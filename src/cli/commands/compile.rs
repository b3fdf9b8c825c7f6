//! Compile command implementation
//!
//! This module implements the `compile` command, which turns an inventory
//! into an agent integrations document.

use super::{error_exit_code, report_exit_code};
use crate::adapters::document::{read_document, render, write_atomic, OutputFormat};
use crate::config::DbmonConfig;
use crate::core::compile;
use crate::domain::DbmonError;
use clap::Args;

/// Arguments for the compile command
#[derive(Args, Debug)]
pub struct CompileArgs {
    /// Inventory file (YAML or JSON)
    pub input: String,

    /// Write the integrations document here instead of stdout
    #[arg(short, long)]
    pub output: Option<String>,

    /// Output format (yaml or json); defaults to application.output_format
    #[arg(short, long)]
    pub format: Option<String>,

    /// Override the default `env` label
    #[arg(short, long)]
    pub environment: Option<String>,

    /// Compile and print, but do not write the output file
    #[arg(long)]
    pub dry_run: bool,
}

impl CompileArgs {
    /// Execute the compile command
    ///
    /// Status lines go to stderr; stdout carries only the rendered document.
    pub fn execute(&self, config: &DbmonConfig) -> anyhow::Result<i32> {
        tracing::info!(input = %self.input, "Starting compile command");

        let format: OutputFormat = match self
            .format
            .as_deref()
            .unwrap_or(config.application.output_format.as_str())
            .parse()
        {
            Ok(format) => format,
            Err(message) => {
                let e = DbmonError::Validation(message);
                eprintln!("❌ {e}");
                return Ok(error_exit_code(&e));
            }
        };

        let mut defaults = config.defaults.clone();
        if let Some(environment) = &self.environment {
            tracing::info!(environment = %environment, "Overriding environment from CLI");
            defaults.environment = environment.clone();
        }

        let document = match read_document(&self.input) {
            Ok(document) => document,
            Err(e) => {
                eprintln!("❌ {e}");
                return Ok(error_exit_code(&e));
            }
        };

        let report = match compile(&document, &defaults) {
            Ok(report) => report,
            Err(e) => {
                eprintln!("❌ {e}");
                return Ok(error_exit_code(&e));
            }
        };

        for rejected in &report.rejected {
            eprintln!("❌ {rejected}");
        }
        for warning in &report.warnings {
            eprintln!("⚠️  {warning}");
        }

        let rendered = match render(&report.to_document(), format) {
            Ok(rendered) => rendered,
            Err(e) => {
                eprintln!("❌ {e}");
                return Ok(error_exit_code(&e));
            }
        };

        match (&self.output, self.dry_run) {
            (Some(path), false) => {
                if let Err(e) = write_atomic(path, &rendered) {
                    eprintln!("❌ {e}");
                    return Ok(error_exit_code(&e));
                }
                eprintln!(
                    "✅ Wrote {} integration(s) to {path}",
                    report.compiled.len()
                );
            }
            (output, dry_run) => {
                if dry_run {
                    tracing::info!(output = ?output, "Dry run: output file not written");
                }
                print!("{rendered}");
            }
        }

        eprintln!(
            "Compiled: {}, rejected: {}, skipped: {}",
            report.compiled.len(),
            report.rejected.len(),
            report.skipped
        );
        Ok(report_exit_code(&report))
    }
}

#[cfg(test)]
mod tests {
    use super::*;
    use crate::cli::commands::{EXIT_ALL_REJECTED, EXIT_CONFIG, EXIT_FATAL, EXIT_PARTIAL, EXIT_SUCCESS};
    use std::fs;
    use tempfile::TempDir;

    fn args(input: &str, output: Option<String>) -> CompileArgs {
        CompileArgs {
            input: input.to_string(),
            output,
            format: None,
            environment: None,
            dry_run: false,
        }
    }

    fn inventory(dir: &TempDir, contents: &str) -> String {
        let path = dir.path().join("inventory.yml");
        fs::write(&path, contents).unwrap();
        path.to_string_lossy().into_owned()
    }

    #[test]
    fn test_compile_writes_output() {
        let dir = TempDir::new().unwrap();
        let input = inventory(
            &dir,
            "mysql_databases:\n  - host: db1\n    user: nr\n    password: pw\n",
        );
        let output = dir.path().join("out.yml");

        let code = args(&input, Some(output.to_string_lossy().into_owned()))
            .execute(&DbmonConfig::default())
            .unwrap();

        assert_eq!(code, EXIT_SUCCESS);
        let written = fs::read_to_string(&output).unwrap();
        assert!(written.contains("nri-mysql"));
        assert!(written.contains("HOSTNAME: db1"));
    }

    #[test]
    fn test_dry_run_does_not_write() {
        let dir = TempDir::new().unwrap();
        let input = inventory(
            &dir,
            "mysql_databases:\n  - host: db1\n    user: nr\n    password: pw\n",
        );
        let output = dir.path().join("out.yml");

        let mut compile = args(&input, Some(output.to_string_lossy().into_owned()));
        compile.dry_run = true;
        let code = compile.execute(&DbmonConfig::default()).unwrap();

        assert_eq!(code, EXIT_SUCCESS);
        assert!(!output.exists());
    }

    #[test]
    fn test_partial_and_all_rejected() {
        let dir = TempDir::new().unwrap();
        let input = inventory(
            &dir,
            "mysql_databases:\n  - host: db1\n    user: nr\n    password: pw\n  - user: nr\n    password: pw\n",
        );
        let code = args(&input, None).execute(&DbmonConfig::default()).unwrap();
        assert_eq!(code, EXIT_PARTIAL);

        let input = inventory(&dir, "mysql_databases:\n  - user: nr\n    password: pw\n");
        let code = args(&input, None).execute(&DbmonConfig::default()).unwrap();
        assert_eq!(code, EXIT_ALL_REJECTED);
    }

    #[test]
    fn test_unreadable_entry_is_rejected_alone() {
        let dir = TempDir::new().unwrap();
        let input = inventory(
            &dir,
            "mysql_databases:\n  - host: db1\n    user: nr\n    password: pw\n  - host: db2\n    user: nr\n    password: pw\n    labels: {~: x}\n",
        );
        let code = args(&input, None).execute(&DbmonConfig::default()).unwrap();
        assert_eq!(code, EXIT_PARTIAL);
    }

    #[test]
    fn test_document_error() {
        let dir = TempDir::new().unwrap();
        let input = inventory(&dir, "mysql_databases: {host: db1}\n");
        let code = args(&input, None).execute(&DbmonConfig::default()).unwrap();
        assert_eq!(code, EXIT_CONFIG);
    }

    #[test]
    fn test_missing_input_is_fatal() {
        let code = args("/nonexistent/inventory.yml", None)
            .execute(&DbmonConfig::default())
            .unwrap();
        assert_eq!(code, EXIT_FATAL);
    }

    #[test]
    fn test_invalid_format() {
        let mut compile = args("inventory.yml", None);
        compile.format = Some("xml".to_string());
        let code = compile.execute(&DbmonConfig::default()).unwrap();
        assert_eq!(code, EXIT_CONFIG);
    }
}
========================================
→ Your goal:
The answer should be a number alone: how many lines of the entries hold the word "message"?

→ Exercise answer:
2